What is being asked :: Within the records that follow, determine how many lines include the word "before". State the number and nothing further.

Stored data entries
= Beginning of Section =
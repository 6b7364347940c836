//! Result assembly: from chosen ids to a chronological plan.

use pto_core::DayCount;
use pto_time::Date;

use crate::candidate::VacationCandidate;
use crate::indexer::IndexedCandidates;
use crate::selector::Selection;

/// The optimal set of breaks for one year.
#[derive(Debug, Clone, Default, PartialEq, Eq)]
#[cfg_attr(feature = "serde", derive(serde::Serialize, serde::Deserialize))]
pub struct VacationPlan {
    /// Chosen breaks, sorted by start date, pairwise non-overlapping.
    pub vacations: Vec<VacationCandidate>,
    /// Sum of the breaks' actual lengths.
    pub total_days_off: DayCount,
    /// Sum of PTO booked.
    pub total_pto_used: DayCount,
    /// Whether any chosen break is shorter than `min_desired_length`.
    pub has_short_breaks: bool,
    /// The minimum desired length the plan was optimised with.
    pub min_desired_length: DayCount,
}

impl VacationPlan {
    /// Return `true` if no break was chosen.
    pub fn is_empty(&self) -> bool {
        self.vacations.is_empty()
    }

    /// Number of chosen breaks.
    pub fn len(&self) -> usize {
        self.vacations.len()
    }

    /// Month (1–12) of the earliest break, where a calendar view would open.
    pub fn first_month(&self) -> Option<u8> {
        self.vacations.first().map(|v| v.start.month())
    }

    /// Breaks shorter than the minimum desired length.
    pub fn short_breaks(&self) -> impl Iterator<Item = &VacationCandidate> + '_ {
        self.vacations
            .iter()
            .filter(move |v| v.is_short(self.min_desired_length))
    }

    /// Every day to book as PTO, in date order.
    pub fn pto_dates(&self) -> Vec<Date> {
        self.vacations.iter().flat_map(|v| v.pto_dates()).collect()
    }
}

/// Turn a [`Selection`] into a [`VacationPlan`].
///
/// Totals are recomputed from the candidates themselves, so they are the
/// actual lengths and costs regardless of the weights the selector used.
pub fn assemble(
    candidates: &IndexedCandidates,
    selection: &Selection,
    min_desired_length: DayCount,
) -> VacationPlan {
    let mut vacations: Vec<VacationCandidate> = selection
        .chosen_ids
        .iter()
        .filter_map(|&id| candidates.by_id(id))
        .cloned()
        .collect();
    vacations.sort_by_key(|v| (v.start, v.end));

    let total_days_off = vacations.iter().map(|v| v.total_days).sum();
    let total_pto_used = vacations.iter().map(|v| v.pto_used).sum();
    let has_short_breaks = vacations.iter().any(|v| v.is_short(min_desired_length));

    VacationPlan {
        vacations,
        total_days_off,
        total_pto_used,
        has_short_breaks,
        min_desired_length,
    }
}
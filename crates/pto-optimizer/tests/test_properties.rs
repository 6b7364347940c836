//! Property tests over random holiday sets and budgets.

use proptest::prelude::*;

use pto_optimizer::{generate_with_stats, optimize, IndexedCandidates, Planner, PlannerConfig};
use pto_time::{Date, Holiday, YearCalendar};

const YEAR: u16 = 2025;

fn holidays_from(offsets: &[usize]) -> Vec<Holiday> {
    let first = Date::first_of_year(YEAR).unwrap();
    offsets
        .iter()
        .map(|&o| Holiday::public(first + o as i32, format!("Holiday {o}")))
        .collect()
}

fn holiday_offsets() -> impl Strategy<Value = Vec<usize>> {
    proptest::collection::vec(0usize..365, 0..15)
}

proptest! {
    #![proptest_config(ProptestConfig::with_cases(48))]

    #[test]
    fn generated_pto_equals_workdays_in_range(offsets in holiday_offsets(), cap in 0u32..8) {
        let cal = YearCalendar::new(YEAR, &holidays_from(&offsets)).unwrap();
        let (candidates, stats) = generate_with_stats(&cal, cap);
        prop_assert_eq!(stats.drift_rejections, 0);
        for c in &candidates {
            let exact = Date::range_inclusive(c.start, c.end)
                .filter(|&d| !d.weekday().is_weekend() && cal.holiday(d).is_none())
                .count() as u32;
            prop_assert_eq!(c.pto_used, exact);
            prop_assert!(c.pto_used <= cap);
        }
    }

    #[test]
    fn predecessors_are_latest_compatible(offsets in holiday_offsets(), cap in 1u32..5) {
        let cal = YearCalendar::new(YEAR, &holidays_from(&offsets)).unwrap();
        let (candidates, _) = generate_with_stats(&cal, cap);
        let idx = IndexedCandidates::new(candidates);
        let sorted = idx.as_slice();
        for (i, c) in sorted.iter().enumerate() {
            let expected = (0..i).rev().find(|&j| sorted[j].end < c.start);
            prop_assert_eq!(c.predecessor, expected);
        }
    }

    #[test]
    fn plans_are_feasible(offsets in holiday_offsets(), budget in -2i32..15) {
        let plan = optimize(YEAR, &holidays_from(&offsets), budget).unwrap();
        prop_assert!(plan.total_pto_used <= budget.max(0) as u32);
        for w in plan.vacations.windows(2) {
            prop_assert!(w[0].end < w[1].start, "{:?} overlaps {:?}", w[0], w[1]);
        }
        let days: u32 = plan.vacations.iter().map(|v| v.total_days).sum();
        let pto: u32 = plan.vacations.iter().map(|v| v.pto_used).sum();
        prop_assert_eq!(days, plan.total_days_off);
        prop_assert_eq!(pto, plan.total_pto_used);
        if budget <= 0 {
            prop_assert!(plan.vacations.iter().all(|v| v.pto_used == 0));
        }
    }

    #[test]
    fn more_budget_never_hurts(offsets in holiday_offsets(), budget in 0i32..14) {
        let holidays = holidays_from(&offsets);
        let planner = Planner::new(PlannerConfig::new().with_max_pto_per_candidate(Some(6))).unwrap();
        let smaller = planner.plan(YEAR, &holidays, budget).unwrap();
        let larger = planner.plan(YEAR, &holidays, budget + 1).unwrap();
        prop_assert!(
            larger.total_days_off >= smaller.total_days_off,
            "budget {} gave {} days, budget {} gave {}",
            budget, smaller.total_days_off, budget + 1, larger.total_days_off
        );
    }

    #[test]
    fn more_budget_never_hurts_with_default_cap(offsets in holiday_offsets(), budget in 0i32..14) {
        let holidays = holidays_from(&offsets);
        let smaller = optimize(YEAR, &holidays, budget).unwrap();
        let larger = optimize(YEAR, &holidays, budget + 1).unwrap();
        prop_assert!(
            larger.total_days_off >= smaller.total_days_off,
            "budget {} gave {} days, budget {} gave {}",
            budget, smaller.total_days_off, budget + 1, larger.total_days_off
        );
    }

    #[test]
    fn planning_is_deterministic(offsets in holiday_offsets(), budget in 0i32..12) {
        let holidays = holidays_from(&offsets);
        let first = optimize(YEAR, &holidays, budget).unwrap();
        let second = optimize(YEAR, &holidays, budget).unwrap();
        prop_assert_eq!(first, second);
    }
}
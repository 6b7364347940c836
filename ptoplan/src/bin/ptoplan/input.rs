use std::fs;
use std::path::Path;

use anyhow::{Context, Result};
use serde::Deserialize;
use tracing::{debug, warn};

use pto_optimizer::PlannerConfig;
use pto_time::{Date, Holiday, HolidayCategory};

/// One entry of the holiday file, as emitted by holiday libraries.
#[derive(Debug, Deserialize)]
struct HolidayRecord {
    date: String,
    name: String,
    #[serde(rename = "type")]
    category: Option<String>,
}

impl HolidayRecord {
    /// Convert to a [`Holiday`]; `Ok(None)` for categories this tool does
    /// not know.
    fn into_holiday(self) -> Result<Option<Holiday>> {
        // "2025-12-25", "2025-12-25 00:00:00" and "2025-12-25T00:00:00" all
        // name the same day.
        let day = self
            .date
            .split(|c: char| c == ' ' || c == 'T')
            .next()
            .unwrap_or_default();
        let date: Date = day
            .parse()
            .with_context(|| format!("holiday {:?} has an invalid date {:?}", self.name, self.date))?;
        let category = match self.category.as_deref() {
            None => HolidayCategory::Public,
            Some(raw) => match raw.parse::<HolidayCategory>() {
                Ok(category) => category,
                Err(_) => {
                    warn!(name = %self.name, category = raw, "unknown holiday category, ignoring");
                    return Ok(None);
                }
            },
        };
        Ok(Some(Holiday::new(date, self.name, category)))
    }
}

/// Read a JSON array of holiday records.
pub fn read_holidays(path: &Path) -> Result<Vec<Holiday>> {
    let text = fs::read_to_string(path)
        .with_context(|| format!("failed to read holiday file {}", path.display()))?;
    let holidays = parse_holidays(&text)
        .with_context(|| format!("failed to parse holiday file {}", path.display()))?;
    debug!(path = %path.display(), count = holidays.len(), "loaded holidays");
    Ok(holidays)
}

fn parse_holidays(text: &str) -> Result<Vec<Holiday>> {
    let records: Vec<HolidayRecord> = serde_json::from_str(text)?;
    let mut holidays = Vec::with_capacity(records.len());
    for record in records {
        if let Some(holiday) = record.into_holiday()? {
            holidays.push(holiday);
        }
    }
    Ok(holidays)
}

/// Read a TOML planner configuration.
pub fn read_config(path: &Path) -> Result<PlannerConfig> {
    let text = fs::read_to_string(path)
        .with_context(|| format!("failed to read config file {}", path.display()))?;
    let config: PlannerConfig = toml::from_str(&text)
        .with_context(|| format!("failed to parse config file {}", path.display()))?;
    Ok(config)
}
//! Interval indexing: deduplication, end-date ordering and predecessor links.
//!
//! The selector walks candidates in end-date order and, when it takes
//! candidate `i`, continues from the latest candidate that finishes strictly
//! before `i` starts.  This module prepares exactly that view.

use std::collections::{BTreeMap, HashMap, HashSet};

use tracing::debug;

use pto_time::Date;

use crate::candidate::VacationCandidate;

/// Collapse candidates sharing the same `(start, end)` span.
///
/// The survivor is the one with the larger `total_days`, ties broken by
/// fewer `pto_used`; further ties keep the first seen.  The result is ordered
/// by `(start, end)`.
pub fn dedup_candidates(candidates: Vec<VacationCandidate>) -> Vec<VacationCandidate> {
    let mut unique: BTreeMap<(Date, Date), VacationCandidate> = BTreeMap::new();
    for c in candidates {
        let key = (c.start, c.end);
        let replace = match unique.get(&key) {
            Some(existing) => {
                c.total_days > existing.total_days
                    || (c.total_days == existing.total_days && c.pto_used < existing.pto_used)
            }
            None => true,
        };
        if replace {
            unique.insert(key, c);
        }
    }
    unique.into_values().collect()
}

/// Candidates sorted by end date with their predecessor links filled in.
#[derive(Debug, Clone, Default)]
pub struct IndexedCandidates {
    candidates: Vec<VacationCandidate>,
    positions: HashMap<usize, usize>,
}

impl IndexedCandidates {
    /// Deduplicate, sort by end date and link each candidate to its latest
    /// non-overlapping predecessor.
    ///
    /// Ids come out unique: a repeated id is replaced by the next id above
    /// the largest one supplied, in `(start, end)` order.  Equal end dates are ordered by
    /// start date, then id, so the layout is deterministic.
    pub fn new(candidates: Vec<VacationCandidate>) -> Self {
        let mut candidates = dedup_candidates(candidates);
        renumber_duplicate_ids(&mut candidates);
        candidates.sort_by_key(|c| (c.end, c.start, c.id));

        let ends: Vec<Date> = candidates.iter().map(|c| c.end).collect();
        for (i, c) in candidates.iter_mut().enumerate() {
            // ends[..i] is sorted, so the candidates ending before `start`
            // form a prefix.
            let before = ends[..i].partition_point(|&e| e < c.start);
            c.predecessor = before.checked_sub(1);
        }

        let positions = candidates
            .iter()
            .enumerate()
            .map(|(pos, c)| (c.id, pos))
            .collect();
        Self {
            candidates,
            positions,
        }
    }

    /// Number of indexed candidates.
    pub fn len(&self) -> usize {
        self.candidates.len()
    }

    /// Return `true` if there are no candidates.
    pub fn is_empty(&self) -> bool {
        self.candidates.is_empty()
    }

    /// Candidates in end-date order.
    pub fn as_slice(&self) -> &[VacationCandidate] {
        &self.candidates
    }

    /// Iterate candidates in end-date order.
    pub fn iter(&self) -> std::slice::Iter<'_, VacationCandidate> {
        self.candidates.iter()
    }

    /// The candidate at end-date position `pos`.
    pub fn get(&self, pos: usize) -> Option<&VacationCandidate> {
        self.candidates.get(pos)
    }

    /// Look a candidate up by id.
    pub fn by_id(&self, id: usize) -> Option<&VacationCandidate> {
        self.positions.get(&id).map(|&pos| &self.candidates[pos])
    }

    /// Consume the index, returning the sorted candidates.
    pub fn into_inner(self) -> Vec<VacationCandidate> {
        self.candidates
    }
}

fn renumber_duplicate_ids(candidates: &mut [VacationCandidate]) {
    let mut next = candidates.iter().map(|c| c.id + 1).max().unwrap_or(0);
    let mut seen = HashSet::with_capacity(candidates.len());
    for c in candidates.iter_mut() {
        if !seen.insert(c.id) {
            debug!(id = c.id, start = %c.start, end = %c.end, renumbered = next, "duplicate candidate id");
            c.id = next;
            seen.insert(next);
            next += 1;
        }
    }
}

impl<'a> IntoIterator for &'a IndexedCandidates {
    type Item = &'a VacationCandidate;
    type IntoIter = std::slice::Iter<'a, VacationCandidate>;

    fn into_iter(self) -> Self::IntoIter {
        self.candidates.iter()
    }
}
= End of Section =
= Beginning of Section =
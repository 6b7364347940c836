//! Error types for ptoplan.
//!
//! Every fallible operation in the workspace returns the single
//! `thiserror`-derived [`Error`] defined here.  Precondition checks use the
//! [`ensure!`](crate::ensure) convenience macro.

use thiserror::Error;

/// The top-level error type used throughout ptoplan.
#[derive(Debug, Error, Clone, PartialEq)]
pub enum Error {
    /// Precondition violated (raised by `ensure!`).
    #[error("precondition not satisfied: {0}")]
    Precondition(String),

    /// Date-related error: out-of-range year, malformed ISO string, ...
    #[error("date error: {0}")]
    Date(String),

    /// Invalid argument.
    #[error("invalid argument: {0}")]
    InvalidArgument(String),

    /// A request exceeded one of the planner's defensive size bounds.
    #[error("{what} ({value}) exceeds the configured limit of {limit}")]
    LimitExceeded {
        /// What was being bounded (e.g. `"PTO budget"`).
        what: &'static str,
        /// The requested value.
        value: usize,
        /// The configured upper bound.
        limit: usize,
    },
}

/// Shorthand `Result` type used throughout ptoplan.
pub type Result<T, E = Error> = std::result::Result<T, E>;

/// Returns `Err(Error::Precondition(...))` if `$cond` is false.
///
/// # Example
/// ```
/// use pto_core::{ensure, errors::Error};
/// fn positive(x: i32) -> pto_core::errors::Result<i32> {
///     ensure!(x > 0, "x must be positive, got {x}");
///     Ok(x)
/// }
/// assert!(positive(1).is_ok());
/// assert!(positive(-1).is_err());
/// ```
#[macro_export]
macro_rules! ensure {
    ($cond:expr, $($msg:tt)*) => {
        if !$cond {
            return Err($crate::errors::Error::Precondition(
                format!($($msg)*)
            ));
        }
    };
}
= End of Section =
Task output :: 4